Desafios do combate à obesidade infantil
Enviada em 19/10/2018
É indubitável que, diante das questões preocupantes da contemporaneidade a obesidade infantil é um imbróglio de cunho social. Dessa forma, evidencia-se necessário o combate a tal problema, uma vez que essa questão tomou proporções danosas, principalmente a saúde pública. Neste diapasão, é de grande importância destacar não só a qualidade de vida das crianças, como também o déficit na área da Saúde em relação a essa doença. Assim, torna-se fundamental a ação das esferas governamentais nas estruturas sociais do país.
Em primeira análise, ressalta-se que, a obesidade é fruto da combinação de vários fatores, tais como: biológicas, comportamentais, socioculturais, ambientais e econômicos. Nesse viés, é relevante considerar questões importantes como, por exemplo, a quantidade de publicidade que essas crianças estão expostas, a falta de informação referente aos hábitos alimentares, além do sedentarismo e a negligência parental. Não obstante, esse quadro mostra-se ainda mais alarmante quando segundo dados do Ministério da Saúde, uma em cada três(3) crianças está com excesso de peso, e 8,4% dos adolescentes são obesos.

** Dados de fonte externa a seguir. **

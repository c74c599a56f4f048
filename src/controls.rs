//! Simulation context: every user-facing toggle, the camera and the generator.
//!
//! State is mutated only through the named operations below. The render loop
//! owns one [`SimulationContext`] and passes it by reference into each frame,
//! so tests can build a context in any state without a window.

use glam::{Vec2, Vec3, Vec4};

use crate::camera::Camera;
use crate::projection::{Projection, ProjectionMode};

/// Motion rule applied to every particle by the update kernel.
#[derive(Debug, Clone, Copy, PartialEq, Eq, Hash, Default)]
#[repr(i32)]
pub enum ParticleMode {
    #[default]
    Stationary = 0,
    FallingDown = 1,
    GravityFountain = 2,
    RadialExplosion = 3,
    ChaosNova = 4,
    VortexAttractor = 5,
}

impl ParticleMode {
    pub const ALL: [ParticleMode; 6] = [
        ParticleMode::Stationary,
        ParticleMode::FallingDown,
        ParticleMode::GravityFountain,
        ParticleMode::RadialExplosion,
        ParticleMode::ChaosNova,
        ParticleMode::VortexAttractor,
    ];

    /// Number of modes.
    pub const fn count() -> usize {
        Self::ALL.len()
    }

    /// Kernel id of this mode.
    pub fn id(self) -> i32 {
        self as i32
    }

    /// Mode for a kernel id; ids wrap around.
    pub fn from_id(id: i32) -> Self {
        Self::ALL[id.rem_euclid(Self::count() as i32) as usize]
    }

    /// The following mode, wrapping after the last one.
    pub fn next(self) -> Self {
        Self::from_id(self.id() + 1)
    }

    pub fn name(self) -> &'static str {
        match self {
            ParticleMode::Stationary => "Stationary",
            ParticleMode::FallingDown => "Falling Down",
            ParticleMode::GravityFountain => "Gravity Fountain",
            ParticleMode::RadialExplosion => "Radial Explosion",
            ParticleMode::ChaosNova => "Chaos Nova",
            ParticleMode::VortexAttractor => "Vortex Attractor",
        }
    }
}

/// Rule mapping a particle's stream, index and lifetime to a color.
#[derive(Debug, Clone, Copy, PartialEq, Eq, Hash, Default)]
#[repr(i32)]
pub enum ColorProfile {
    #[default]
    Confetti = 0,
    Monochrome = 1,
    RedAndWhite = 2,
    CyanMagentaYellow = 3,
    RainbowDash = 4,
}

impl ColorProfile {
    pub const ALL: [ColorProfile; 5] = [
        ColorProfile::Confetti,
        ColorProfile::Monochrome,
        ColorProfile::RedAndWhite,
        ColorProfile::CyanMagentaYellow,
        ColorProfile::RainbowDash,
    ];

    pub const fn count() -> usize {
        Self::ALL.len()
    }

    pub fn id(self) -> i32 {
        self as i32
    }

    pub fn from_id(id: i32) -> Self {
        Self::ALL[id.rem_euclid(Self::count() as i32) as usize]
    }

    pub fn next(self) -> Self {
        Self::from_id(self.id() + 1)
    }

    pub fn name(self) -> &'static str {
        match self {
            ColorProfile::Confetti => "Confetti",
            ColorProfile::Monochrome => "Monochrome",
            ColorProfile::RedAndWhite => "Red and White",
            ColorProfile::CyanMagentaYellow => "Cyan Magenta Yellow",
            ColorProfile::RainbowDash => "Rainbow Dash",
        }
    }
}

/// Spawn point and spawn rules passed by value into every kernel dispatch.
#[derive(Debug, Clone, Copy, PartialEq)]
pub struct GeneratorState {
    /// Homogeneous spawn point, `w` is always 1.
    pub position: Vec4,
    pub spawn_in_cube: bool,
    pub particle_mode: ParticleMode,
    pub color_profile: ColorProfile,
}

impl Default for GeneratorState {
    fn default() -> Self {
        Self {
            position: Vec4::new(0.0, 0.0, 0.0, 1.0),
            spawn_in_cube: false,
            particle_mode: ParticleMode::default(),
            color_profile: ColorProfile::default(),
        }
    }
}

impl GeneratorState {
    pub fn point(&self) -> Vec3 {
        self.position.truncate()
    }

    /// Move the spawn point, keeping `w = 1`.
    pub fn set_point(&mut self, point: Vec3) {
        self.position = point.extend(1.0);
    }
}

/// Smallest point size in pixels.
pub const MIN_POINT_SIZE: i32 = 1;

/// Everything the user can change while the simulation runs.
#[derive(Debug, Clone)]
pub struct SimulationContext {
    pub camera: Camera,
    pub generator: GeneratorState,
    projection: Projection,
    is_decaying: bool,
    is_gravity_on: bool,
    is_texture: bool,
    is_shrinking: bool,
    point_size: i32,
}

impl SimulationContext {
    pub fn new(projection: Projection) -> Self {
        Self {
            camera: Camera::new(),
            generator: GeneratorState::default(),
            projection,
            is_decaying: true,
            is_gravity_on: false,
            is_texture: false,
            is_shrinking: false,
            point_size: MIN_POINT_SIZE,
        }
    }

    // ========== Queries ==========

    pub fn projection(&self) -> &Projection {
        &self.projection
    }

    pub fn projection_mode(&self) -> ProjectionMode {
        self.projection.mode()
    }

    pub fn spawn_in_cube(&self) -> bool {
        self.generator.spawn_in_cube
    }

    pub fn is_decaying(&self) -> bool {
        self.is_decaying
    }

    pub fn is_gravity_on(&self) -> bool {
        self.is_gravity_on
    }

    pub fn is_texture(&self) -> bool {
        self.is_texture
    }

    pub fn is_shrinking(&self) -> bool {
        self.is_shrinking
    }

    pub fn particle_mode(&self) -> ParticleMode {
        self.generator.particle_mode
    }

    pub fn color_profile(&self) -> ColorProfile {
        self.generator.color_profile
    }

    pub fn point_size(&self) -> i32 {
        self.point_size
    }

    // ========== Toggles ==========

    pub fn toggle_projection_mode(&mut self) -> ProjectionMode {
        let mode = self.projection.mode().toggled();
        self.projection.set_mode(mode);
        log::info!("Projection: {}", mode.name());
        mode
    }

    pub fn toggle_spawn_location(&mut self) -> bool {
        self.generator.spawn_in_cube = !self.generator.spawn_in_cube;
        log::info!(
            "Spawn in: {}",
            if self.generator.spawn_in_cube { "Cube" } else { "Sphere" }
        );
        self.generator.spawn_in_cube
    }

    pub fn toggle_lifetime(&mut self) -> bool {
        self.is_decaying = !self.is_decaying;
        log::info!("Life decay: {}", on_off(self.is_decaying));
        self.is_decaying
    }

    pub fn toggle_gravity(&mut self) -> bool {
        self.is_gravity_on = !self.is_gravity_on;
        log::info!("Gravity mod: {}", on_off(self.is_gravity_on));
        self.is_gravity_on
    }

    pub fn toggle_texture(&mut self) -> bool {
        self.is_texture = !self.is_texture;
        log::info!("Texture: {}", on_off(self.is_texture));
        self.is_texture
    }

    pub fn toggle_shrinking(&mut self) -> bool {
        self.is_shrinking = !self.is_shrinking;
        log::info!("Shrinking: {}", on_off(self.is_shrinking));
        self.is_shrinking
    }

    pub fn toggle_particle_mode(&mut self) -> ParticleMode {
        self.generator.particle_mode = self.generator.particle_mode.next();
        log::info!("Particle Mode: {}", self.generator.particle_mode.name());
        self.generator.particle_mode
    }

    /// Select the next color profile. The caller is responsible for running
    /// the `change_color` kernel afterwards.
    pub fn toggle_color_profile(&mut self) -> ColorProfile {
        self.generator.color_profile = self.generator.color_profile.next();
        log::info!("Color Profile: {}", self.generator.color_profile.name());
        self.generator.color_profile
    }

    // ========== Continuous adjustments ==========

    /// Grow or shrink the point size, never below [`MIN_POINT_SIZE`].
    pub fn adjust_point_size(&mut self, offset: i32) -> i32 {
        self.point_size = self.point_size.saturating_add(offset).max(MIN_POINT_SIZE);
        self.point_size
    }

    /// Shift the generator by a world-space offset.
    pub fn move_generator(&mut self, offset: Vec3) {
        let point = self.generator.point() + offset;
        self.generator.set_point(point);
    }

    /// Place the generator under the pointer, keeping its distance to the camera.
    pub fn place_generator_at_pointer(&mut self, ndc: Vec2) {
        let distance = (self.generator.point() - self.camera.position).length();
        let point = self.camera.unproject(ndc, distance);
        self.generator.set_point(point);
    }
}

fn on_off(flag: bool) -> &'static str {
    if flag {
        "On"
    } else {
        "Off"
    }
}
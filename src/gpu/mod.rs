//! wgpu backend: device setup, the shared particle buffers and the renderer.

mod buffers;
mod context;
mod renderer;

pub use buffers::{DeviceLostFlag, GpuParticleBuffers};
pub use context::GpuContext;
pub use renderer::{Renderer, RENDER_SOURCE, RENDER_SOURCE_NAME};
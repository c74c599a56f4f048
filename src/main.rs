use std::process::ExitCode;

use particle_interop::config::{CONTROLS, USAGE};
use particle_interop::{parse_args, CliError};

fn main() -> ExitCode {
    env_logger::Builder::from_env(env_logger::Env::default().default_filter_or("info")).init();

    let system = match parse_args(std::env::args().skip(1)) {
        Ok(system) => system,
        Err(CliError::HelpRequested) => {
            println!("{USAGE}\n\n{CONTROLS}");
            return ExitCode::SUCCESS;
        }
        Err(e) => {
            eprintln!("error: {e}\n{USAGE}\n\n{CONTROLS}");
            return ExitCode::from(2);
        }
    };

    log::info!("particle-interop {}", env!("CARGO_PKG_VERSION"));
    println!("{CONTROLS}");

    match system.run() {
        Ok(()) => ExitCode::SUCCESS,
        Err(e) => {
            log::error!("{}: {e}", e.category());
            ExitCode::FAILURE
        }
    }
}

No entanto, apesar dos esforços da Agencia Nacional de Saúde Suplementar (ANS) em criar diretrizes para o enfrentamento da Obesidade Infantil, é unanime a questão do deficiência nas estratégias da prevenção e tratamento por parte do sistema de saúde. Pois, a falta de preparação dos profissionais que estão frente a esse caso corrobora na perpetuação dessa doença ademais, vê-se que tem mais profilaxia para as consequências que a obesidade gera como: diabetes, hipertensão e etc, do que a causa propriamente dita dessas doenças secundárias.Assim, o papel coadjuvante do profissional da saúde é imprescindível visto que, não basta apenas transmitir orientações, é preciso uma ação multidisciplinar para eficácia dessa problemática.
Infere-se, portanto, que é fundamental o embate dessa impasse. Pressupõe-se então, o necessário intermédio do Ministério da Saúde em parceria com o da Educação em usar de suas ferramentas para ministrar palestras, campanhas e seminários informativos e esclarecedores em centros médicos, públicos e educacionais paras as famílias em geral, ministradas por profissionais da área com o objetivo de conscientizar e fomentar mudança de hábitos da sociedade além de, promover cursos que capacitem os profissionais de forma eficiente para que auxiliem de forma eficaz as famílias que estão dentro desse quadro caótico. Não menos importante, o Governo Federal deve intervir de forma sucinta e eficiente na criação de leis que minimizem as publicidades que induzem as crianças de forma errônea. Acredita-se que, com a somatória dessas ações, será possível a acareação dessa temática.